[Instructions to follow]
A line qualifies if it holds the string "message". Copy every qualifying line from the records.

━━━━━━━━━━━━━━━━

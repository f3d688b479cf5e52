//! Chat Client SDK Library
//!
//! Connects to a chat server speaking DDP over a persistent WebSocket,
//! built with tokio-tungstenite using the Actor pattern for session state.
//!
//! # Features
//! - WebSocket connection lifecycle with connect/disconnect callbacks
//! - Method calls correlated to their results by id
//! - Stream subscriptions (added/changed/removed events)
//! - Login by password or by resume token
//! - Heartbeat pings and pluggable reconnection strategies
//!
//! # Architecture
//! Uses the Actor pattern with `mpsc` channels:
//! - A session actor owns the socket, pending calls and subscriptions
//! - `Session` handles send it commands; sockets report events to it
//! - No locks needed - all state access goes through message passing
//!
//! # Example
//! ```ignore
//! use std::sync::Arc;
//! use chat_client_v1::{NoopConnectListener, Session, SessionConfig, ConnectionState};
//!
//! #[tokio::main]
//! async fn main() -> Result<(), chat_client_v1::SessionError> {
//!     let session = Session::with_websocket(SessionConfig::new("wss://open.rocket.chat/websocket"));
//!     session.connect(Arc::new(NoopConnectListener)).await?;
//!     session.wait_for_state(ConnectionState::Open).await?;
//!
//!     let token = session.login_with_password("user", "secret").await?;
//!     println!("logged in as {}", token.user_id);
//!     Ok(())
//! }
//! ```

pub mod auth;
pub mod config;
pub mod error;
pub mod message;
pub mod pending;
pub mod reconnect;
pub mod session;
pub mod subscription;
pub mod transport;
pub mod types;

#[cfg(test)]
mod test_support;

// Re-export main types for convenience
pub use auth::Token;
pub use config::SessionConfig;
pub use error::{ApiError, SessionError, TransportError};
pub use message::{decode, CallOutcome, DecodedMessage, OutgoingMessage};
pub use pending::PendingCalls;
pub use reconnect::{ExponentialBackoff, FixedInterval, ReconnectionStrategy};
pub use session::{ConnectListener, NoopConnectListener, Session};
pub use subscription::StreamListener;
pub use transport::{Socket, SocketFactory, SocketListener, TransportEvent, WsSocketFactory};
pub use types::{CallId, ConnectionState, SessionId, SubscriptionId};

━━━━━━━━━━━━━━━━

[Result for this task]
//! - No locks needed - all state access goes through message passing
pub mod message;
pub use message::{decode, CallOutcome, DecodedMessage, OutgoingMessage};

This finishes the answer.